[Dataset items]
_____

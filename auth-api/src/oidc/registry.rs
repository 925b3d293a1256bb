/*
 * Copyright 2025 Security Union LLC
 *
 * Licensed under either of
 *
 * * Apache License, Version 2.0
 *   (http://www.apache.org/licenses/LICENSE-2.0)
 * * MIT license
 *   (http://opensource.org/licenses/MIT)
 *
 * at your option.
 */

//! Name → provider map, built once at startup and read-only afterwards.

use std::collections::HashMap;
use std::sync::Arc;

use crate::error::AuthError;
use crate::http::HttpFetcher;

use super::discovery::DiscoveryCache;
use super::jwks::JwksCache;
use super::provider::{OidcProvider, Provider, ProviderConfig};

pub struct RegisteredProvider {
    pub provider: Arc<dyn Provider>,
    pub config: ProviderConfig,
}

#[derive(Default)]
pub struct ProviderRegistry {
    providers: HashMap<String, RegisteredProvider>,
}

impl ProviderRegistry {
    pub fn new() -> Self {
        Self::default()
    }

    /// One [`OidcProvider`] per config, all sharing the given caches. Fails
    /// on the first config without an issuer or client id.
    pub fn from_configs(
        configs: Vec<ProviderConfig>,
        discovery: Arc<DiscoveryCache>,
        jwks: Arc<JwksCache>,
        fetcher: Arc<dyn HttpFetcher>,
    ) -> Result<Self, AuthError> {
        let mut registry = Self::new();
        for mut config in configs {
            config.name = config.name.trim().to_ascii_lowercase();
            let provider = OidcProvider::new(
                &config,
                discovery.clone(),
                jwks.clone(),
                fetcher.clone(),
            );
            registry.register(Arc::new(provider), config)?;
        }
        Ok(registry)
    }

    pub fn register(
        &mut self,
        provider: Arc<dyn Provider>,
        config: ProviderConfig,
    ) -> Result<(), AuthError> {
        let name = config.name.trim().to_ascii_lowercase();
        if name.is_empty() {
            return Err(AuthError::Config("provider name is empty".into()));
        }
        if config.issuer.trim().is_empty() {
            return Err(AuthError::Config(format!("provider {name} has no issuer")));
        }
        if config.client_id.trim().is_empty() {
            return Err(AuthError::Config(format!("provider {name} has no client id")));
        }
        if self.providers.contains_key(&name) {
            return Err(AuthError::Config(format!("provider {name} registered twice")));
        }
        tracing::info!(provider = %name, issuer = %config.issuer, "registered identity provider");
        let config = ProviderConfig { name: name.clone(), ..config };
        self.providers
            .insert(name, RegisteredProvider { provider, config });
        Ok(())
    }

    /// Lookup is case-insensitive.
    pub fn get(&self, name: &str) -> Result<&RegisteredProvider, AuthError> {
        self.providers
            .get(&name.to_ascii_lowercase())
            .ok_or_else(|| AuthError::UnknownProvider(name.to_string()))
    }

    pub fn names(&self) -> Vec<&str> {
        let mut names: Vec<&str> = self.providers.keys().map(String::as_str).collect();
        names.sort_unstable();
        names
    }

    pub fn is_empty(&self) -> bool {
        self.providers.is_empty()
    }
}
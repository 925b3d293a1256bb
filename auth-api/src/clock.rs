/*
 * Copyright 2025 Security Union LLC
 *
 * Licensed under either of
 *
 * * Apache License, Version 2.0
 *   (http://www.apache.org/licenses/LICENSE-2.0)
 * * MIT license
 *   (http://opensource.org/licenses/MIT)
 *
 * at your option.
 */

//! Wall-clock source used for every expiry comparison.

use std::sync::atomic::{AtomicI64, Ordering};

use chrono::{DateTime, Duration, TimeZone, Utc};

pub trait Clock: Send + Sync {
    fn now(&self) -> DateTime<Utc>;
}

/// Reads the system clock.
#[derive(Debug, Default, Clone, Copy)]
pub struct SystemClock;

impl Clock for SystemClock {
    fn now(&self) -> DateTime<Utc> {
        Utc::now()
    }
}

/// A clock that only moves when told to. Millisecond resolution.
#[derive(Debug)]
pub struct ManualClock {
    millis: AtomicI64,
}

impl ManualClock {
    pub fn new(start: DateTime<Utc>) -> Self {
        Self {
            millis: AtomicI64::new(start.timestamp_millis()),
        }
    }

    pub fn advance(&self, by: Duration) {
        self.millis.fetch_add(by.num_milliseconds(), Ordering::SeqCst);
    }

    pub fn set(&self, to: DateTime<Utc>) {
        self.millis.store(to.timestamp_millis(), Ordering::SeqCst);
    }
}

impl Clock for ManualClock {
    fn now(&self) -> DateTime<Utc> {
        Utc.timestamp_millis_opt(self.millis.load(Ordering::SeqCst))
            .single()
            .unwrap_or_else(Utc::now)
    }
}
/*
 * Copyright 2025 Security Union LLC
 *
 * Licensed under either of
 *
 * * Apache License, Version 2.0
 *   (http://www.apache.org/licenses/LICENSE-2.0)
 * * MIT license
 *   (http://opensource.org/licenses/MIT)
 *
 * at your option.
 */

//! OIDC discovery: fetching and caching `.well-known/openid-configuration`.
//!
//! One cache entry per issuer. Readers take the entry's `RwLock` for reading;
//! a miss or stale read takes the entry's refresh mutex and re-checks before
//! fetching, so concurrent misses collapse into one request. A document is
//! parsed and validated in full before it is swapped in.

use std::collections::HashMap;
use std::sync::Arc;
use std::time::Duration;

use serde::Deserialize;
use tokio::sync::{Mutex, RwLock};
use tokio::time::Instant;

use crate::error::AuthError;
use crate::http::HttpFetcher;

pub const DEFAULT_DISCOVERY_TTL: Duration = Duration::from_secs(24 * 60 * 60);

/// Provider metadata from `.well-known/openid-configuration`.
#[derive(Debug, Clone, PartialEq, Eq, Deserialize)]
pub struct DiscoveryDocument {
    #[serde(default)]
    pub issuer: String,
    #[serde(default)]
    pub authorization_endpoint: String,
    #[serde(default)]
    pub token_endpoint: String,
    #[serde(default)]
    pub userinfo_endpoint: Option<String>,
    #[serde(default)]
    pub jwks_uri: String,
    #[serde(default)]
    pub response_types_supported: Vec<String>,
}

impl DiscoveryDocument {
    fn validate(&self) -> Result<(), AuthError> {
        let required = [
            ("issuer", &self.issuer),
            ("authorization_endpoint", &self.authorization_endpoint),
            ("token_endpoint", &self.token_endpoint),
            ("jwks_uri", &self.jwks_uri),
        ];
        match required.iter().find(|(_, v)| v.trim().is_empty()) {
            Some((field, _)) => Err(AuthError::Discovery(format!(
                "discovery document missing {field}"
            ))),
            None => Ok(()),
        }
    }
}

/// `{issuer}/.well-known/openid-configuration` with trailing slashes on the
/// issuer removed.
pub fn discovery_url(issuer: &str) -> String {
    format!(
        "{}/.well-known/openid-configuration",
        issuer.trim_end_matches('/')
    )
}

/// Observable state of one cache entry.
#[derive(Debug, Clone, Copy, PartialEq, Eq)]
pub enum CacheState {
    Empty,
    Fresh,
    Stale,
}

struct Cached {
    doc: Arc<DiscoveryDocument>,
    fetched_at: Instant,
}

#[derive(Default)]
struct Entry {
    current: RwLock<Option<Cached>>,
    refresh: Mutex<()>,
}

impl Entry {
    async fn fresh(&self, ttl: Duration) -> Option<Arc<DiscoveryDocument>> {
        let current = self.current.read().await;
        current
            .as_ref()
            .filter(|c| c.fetched_at.elapsed() < ttl)
            .map(|c| c.doc.clone())
    }
}

pub struct DiscoveryCache {
    fetcher: Arc<dyn HttpFetcher>,
    ttl: Duration,
    entries: RwLock<HashMap<String, Arc<Entry>>>,
}

impl DiscoveryCache {
    pub fn new(fetcher: Arc<dyn HttpFetcher>) -> Self {
        Self::with_ttl(fetcher, DEFAULT_DISCOVERY_TTL)
    }

    pub fn with_ttl(fetcher: Arc<dyn HttpFetcher>, ttl: Duration) -> Self {
        Self {
            fetcher,
            ttl,
            entries: RwLock::new(HashMap::new()),
        }
    }

    async fn entry(&self, issuer: &str) -> Arc<Entry> {
        let key = issuer.trim_end_matches('/');
        if let Some(entry) = self.entries.read().await.get(key) {
            return entry.clone();
        }
        self.entries
            .write()
            .await
            .entry(key.to_string())
            .or_default()
            .clone()
    }

    pub async fn state(&self, issuer: &str) -> CacheState {
        let entry = self.entry(issuer).await;
        let current = entry.current.read().await;
        match current.as_ref() {
            None => CacheState::Empty,
            Some(c) if c.fetched_at.elapsed() < self.ttl => CacheState::Fresh,
            Some(_) => CacheState::Stale,
        }
    }

    /// Cached document for `issuer`, fetching it on a miss or once stale.
    ///
    /// If the refresh fails while an older document is cached, the older
    /// document is returned.
    pub async fn get(&self, issuer: &str) -> Result<Arc<DiscoveryDocument>, AuthError> {
        let entry = self.entry(issuer).await;
        if let Some(doc) = entry.fresh(self.ttl).await {
            return Ok(doc);
        }

        let _guard = entry.refresh.lock().await;
        if let Some(doc) = entry.fresh(self.ttl).await {
            return Ok(doc);
        }

        match self.fetch(issuer).await {
            Ok(doc) => {
                let doc = Arc::new(doc);
                *entry.current.write().await = Some(Cached {
                    doc: doc.clone(),
                    fetched_at: Instant::now(),
                });
                tracing::info!(issuer = %doc.issuer, "OIDC discovery document refreshed");
                Ok(doc)
            }
            Err(err) => match entry.current.read().await.as_ref() {
                Some(stale) => {
                    tracing::warn!(issuer, "serving stale discovery document: {err}");
                    Ok(stale.doc.clone())
                }
                None => Err(err),
            },
        }
    }

    async fn fetch(&self, issuer: &str) -> Result<DiscoveryDocument, AuthError> {
        let url = discovery_url(issuer);
        let body = self
            .fetcher
            .get(&url, None)
            .await
            .map_err(|e| AuthError::Discovery(e.to_string()))?;
        let doc: DiscoveryDocument = serde_json::from_slice(&body)
            .map_err(|e| AuthError::Discovery(format!("malformed discovery document: {e}")))?;
        doc.validate()?;
        Ok(doc)
    }
}

#[cfg(test)]
mod tests {
    use super::*;
    use crate::oidc::test_support::{discovery_json, FakeFetcher};

    const ISSUER: &str = "https://idp.example";

    fn fetcher_with_doc() -> Arc<FakeFetcher> {
        let fetcher = Arc::new(FakeFetcher::default());
        fetcher.serve(&discovery_url(ISSUER), discovery_json(ISSUER));
        fetcher
    }

    #[test]
    fn trailing_slashes_are_stripped() {
        assert_eq!(
            discovery_url("https://idp.example//"),
            "https://idp.example/.well-known/openid-configuration"
        );
    }

    #[tokio::test]
    async fn fresh_document_is_served_from_cache() {
        let fetcher = fetcher_with_doc();
        let cache = DiscoveryCache::new(fetcher.clone());
        assert_eq!(cache.state(ISSUER).await, CacheState::Empty);

        let first = cache.get(ISSUER).await.unwrap();
        let second = cache.get(&format!("{ISSUER}/")).await.unwrap();

        assert_eq!(first.token_endpoint, "https://idp.example/token");
        assert!(Arc::ptr_eq(&first, &second));
        assert_eq!(fetcher.hits(&discovery_url(ISSUER)), 1);
        assert_eq!(cache.state(ISSUER).await, CacheState::Fresh);
    }

    #[tokio::test]
    async fn concurrent_cold_callers_share_one_fetch() {
        let fetcher = fetcher_with_doc();
        fetcher.set_delay(Duration::from_millis(50));
        let cache = Arc::new(DiscoveryCache::new(fetcher.clone()));

        let tasks: Vec<_> = (0..8)
            .map(|_| {
                let cache = cache.clone();
                tokio::spawn(async move { cache.get(ISSUER).await })
            })
            .collect();
        for t in tasks {
            t.await.unwrap().unwrap();
        }

        assert_eq!(fetcher.hits(&discovery_url(ISSUER)), 1);
    }

    #[tokio::test]
    async fn missing_required_field_is_rejected() {
        let fetcher = Arc::new(FakeFetcher::default());
        fetcher.serve(
            &discovery_url(ISSUER),
            serde_json::json!({
                "issuer": ISSUER,
                "authorization_endpoint": "https://idp.example/auth",
                "token_endpoint": "https://idp.example/token"
            }),
        );
        let cache = DiscoveryCache::new(fetcher);

        let err = cache.get(ISSUER).await.unwrap_err();
        assert!(matches!(err, AuthError::Discovery(msg) if msg.contains("jwks_uri")));
        assert_eq!(cache.state(ISSUER).await, CacheState::Empty);
    }

    #[tokio::test]
    async fn stale_document_survives_failed_refresh() {
        let fetcher = fetcher_with_doc();
        let cache = DiscoveryCache::with_ttl(fetcher.clone(), Duration::ZERO);
        let first = cache.get(ISSUER).await.unwrap();
        assert_eq!(cache.state(ISSUER).await, CacheState::Stale);

        fetcher.fail(&discovery_url(ISSUER), 503);
        let second = cache.get(ISSUER).await.unwrap();

        assert!(Arc::ptr_eq(&first, &second));
        assert_eq!(fetcher.hits(&discovery_url(ISSUER)), 2);
    }

    #[tokio::test]
    async fn failure_with_empty_cache_is_an_error() {
        let fetcher = Arc::new(FakeFetcher::default());
        fetcher.fail(&discovery_url(ISSUER), 500);
        let cache = DiscoveryCache::new(fetcher);

        assert!(matches!(
            cache.get(ISSUER).await,
            Err(AuthError::Discovery(_))
        ));
    }
}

_____

### Work instructions:
Say how many lines above include "body". The number alone is the answer.

### Expected answer:
2